Hernán Eche
Hernán Eche

Reputation: 6899

Is there special way to manage an always growing database?

Disclaimer: I am newbie in database world

I wonder: How do you solve the problem of an always-growing table?

I mean, suppose I would like to know "the last added item", then I do

SELECT * FROM planetHistory WHERE name="earth" ORDER BY date DESC LIMIT 1;

That seems to be a bad idea because it would take more and more time as table grows. What come to my mind is to "prepare" the design of database for the usual future queries. For this example the database could include a table with a single field and a instance:

+-----------------+
|table "lastAdded"|
+-----------------+
|     3242        |
+-----------------+

That would store the last added, so before doing the insert I should read that field increment it by one and then write it.
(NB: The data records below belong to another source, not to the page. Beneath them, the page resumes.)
use thiserror::Error;

/// Reasons [`crate::amount::parse`] refuses a display string.
#[derive(Debug, Error, Clone, PartialEq, Eq)]
pub enum ParseAmountError {
    #[error("unknown unit id {unit}")]
    InvalidUnit { unit: i32 },
    #[error("amount is empty")]
    Empty,
    #[error("amount has more than one decimal point")]
    MultipleDecimalPoints,
    #[error("amount has more than {max} decimal places (got {actual})")]
    TooManyDecimals { max: usize, actual: usize },
    #[error("amount has {digits} digits; at most 18 fit in 63 bits")]
    TooManyDigits { digits: usize },
    #[error("amount contains invalid characters")]
    InvalidNumber,
    /// Reported if integer conversion overflows. The 18-digit limit makes
    /// this unreachable today; the variant stays so the failure set matches
    /// the documented parse contract if that limit is ever relaxed.
    #[error("amount arithmetic overflow")]
    Overflow,
}
//! Conversion between base-unit amounts and display strings.
//!
//! Everything here is integer arithmetic on the digits themselves. Output
//! never depends on the process locale: digit groups are separated by
//! [`THIN_SP`], which cannot be mistaken for the decimal point.

use std::num::IntErrorKind;

use serde::{Deserialize, Serialize};

use crate::error::ParseAmountError;
use crate::units::{self, Unit, THIN_SP, THIN_SP_HTML};

/// Signed amount in base units (satoshis).
pub type Amount = i64;

/// Base units per whole coin: 1 SHIRE = 100,000,000 satoshis.
pub const COIN: Amount = 100_000_000;
/// Protocol supply ceiling in base units.
pub const MAX_MONEY: Amount = 21_000_000 * COIN;

/// Longest digit string, sign included, handed to integer conversion.
const MAX_DIGITS: usize = 18;

/// When to insert thin-space digit grouping into the integer part.
#[derive(Debug, Clone, Copy, PartialEq, Eq, Default, Serialize, Deserialize)]
#[serde(rename_all = "lowercase")]
pub enum SeparatorStyle {
    Never,
    /// Group only when the integer part has more than four digits.
    #[default]
    Standard,
    Always,
}

pub fn max_money() -> Amount {
    MAX_MONEY
}

/// True when `value` lies in `0..=MAX_MONEY`.
pub fn money_range(value: Amount) -> bool {
    (0..=MAX_MONEY).contains(&value)
}

fn group_digits(digits: &str, separators: SeparatorStyle) -> String {
    let len = digits.len();
    let grouped = match separators {
        SeparatorStyle::Never => false,
        SeparatorStyle::Standard => len > 4,
        SeparatorStyle::Always => true,
    };
    if !grouped {
        return digits.to_string();
    }

    let mut out = String::with_capacity(len + (len / 3) * THIN_SP.len_utf8());
    for (i, ch) in digits.chars().enumerate() {
        if i > 0 && (len - i) % 3 == 0 {
            out.push(THIN_SP);
        }
        out.push(ch);
    }
    out
}

/// Render `amount` in `unit`, e.g. `-1234.50000000` or `+12 345.00000000`.
///
/// Returns an empty string when `unit` is not a known unit id. Callers must
/// treat that as "cannot format", never as a zero-length amount.
pub fn format(
    unit: impl Into<i32>,
    amount: Amount,
    plus_sign: bool,
    separators: SeparatorStyle,
) -> String {
    let Some(unit) = Unit::from_id(unit.into()) else {
        return String::new();
    };

    // Registry factors are positive powers of ten.
    let coin = unit.factor().unsigned_abs();
    let magnitude = amount.unsigned_abs();
    let quotient = magnitude / coin;

    let mut out = String::new();
    if amount < 0 {
        out.push('-');
    } else if plus_sign && amount > 0 {
        out.push('+');
    }
    out.push_str(&group_digits(&quotient.to_string(), separators));

    let decimals = unit.decimals();
    if decimals > 0 {
        let remainder = magnitude % coin;
        out.push('.');
        out.push_str(&format!("{remainder:0decimals$}"));
    }
    out
}

/// [`format`] followed by a space and the unit's short name.
///
/// Do not use this in markup: renderers may wrap at the grouping mark. Use
/// [`format_html_with_unit`] there.
pub fn format_with_unit(
    unit: impl Into<i32>,
    amount: Amount,
    plus_sign: bool,
    separators: SeparatorStyle,
) -> String {
    let id = unit.into();
    format!(
        "{} {}",
        format(id, amount, plus_sign, separators),
        units::short_name(id)
    )
}

/// [`format_with_unit`] wrapped in a non-wrapping span, with each grouping
/// mark written as an explicit `&thinsp;` entity.
pub fn format_html_with_unit(
    unit: impl Into<i32>,
    amount: Amount,
    plus_sign: bool,
    separators: SeparatorStyle,
) -> String {
    let text = format_with_unit(unit, amount, plus_sign, separators)
        .replace(THIN_SP, THIN_SP_HTML);
    format!("<span style='white-space: nowrap;'>{text}</span>")
}

/// Parse a display string in `unit` back into base units.
///
/// Whitespace (thin spaces included) is ignored anywhere in the input, so
/// grouped and ungrouped strings parse alike. The result is not checked
/// against [`MAX_MONEY`]; use [`money_range`] for that.
pub fn parse(unit: impl Into<i32>, text: &str) -> Result<Amount, ParseAmountError> {
    let id = unit.into();
    parse_digits(id, text)
        .inspect_err(|err| tracing::debug!(unit = id, %err, "rejected amount text"))
}

fn parse_digits(id: i32, text: &str) -> Result<Amount, ParseAmountError> {
    let unit = Unit::from_id(id).ok_or(ParseAmountError::InvalidUnit { unit: id })?;
    if text.is_empty() {
        return Err(ParseAmountError::Empty);
    }

    let cleaned: String = text.chars().filter(|c| !c.is_whitespace()).collect();
    let mut parts = cleaned.split('.');
    let whole = parts.next().unwrap_or_default();
    let fraction = parts.next().unwrap_or_default();
    if parts.next().is_some() {
        return Err(ParseAmountError::MultipleDecimalPoints);
    }

    let decimals = unit.decimals();
    let fraction_len = fraction.chars().count();
    if fraction_len > decimals {
        return Err(ParseAmountError::TooManyDecimals {
            max: decimals,
            actual: fraction_len,
        });
    }

    let digits = format!("{whole}{fraction:0<decimals$}");
    let digit_count = digits.chars().count();
    if digit_count > MAX_DIGITS {
        return Err(ParseAmountError::TooManyDigits {
            digits: digit_count,
        });
    }

    digits.parse::<Amount>().map_err(|err| match err.kind() {
        IntErrorKind::PosOverflow | IntErrorKind::NegOverflow => ParseAmountError::Overflow,
        _ => ParseAmountError::InvalidNumber,
    })
}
It sound weird, but it seems worse for me to order 1 Terabyte of data "just to know which is the last" that's weirder

Upvotes: 0

Views: 379

Answers (2)

Jesse Webb
Jesse Webb

Reputation: 45243

Ordering by an indexed column does this kind of optimization 'under the hood' for you.

Let the DB designers worry about optimizing query logic, just make sure you utilize the tools they give you like INDEXes. It is their job to ensure queries, even over millions of records, are performant enough.

Doing this kind of 'optimization' yourself may cause several other problems:

  1. Duplicated data which could get out of sync
  2. Unnecessary complexity, assuming there was no performance problem in the first place
  3. Make it harder to fix real performance problems when they arise because more complex, code/queries means it is harder to refactor/optimize

Monitor your app/DB so that you can pro-actively address performance problems but don't solve them before you know there is a problem. Especially when it comes to DBs, they are built to be as fast as possible; when they aren't fast, it is usually because of something we do which is silly.

Upvotes: 1

duffymo
duffymo

Reputation: 308753

I'd do it with timestamps. These would also allow you to partition your database so you can eventually move off a chunk of data that's exceeded your "must retain" limit.

There's no such thing as a database that can grow forever. Disk space isn't infinite. If you have any queries that require table scans you'll find that they run slower and slower as your database grows.

Better to give yourself the ability to move data partitions off in chunks by day, week, month, year, or whatever measure works for your use case.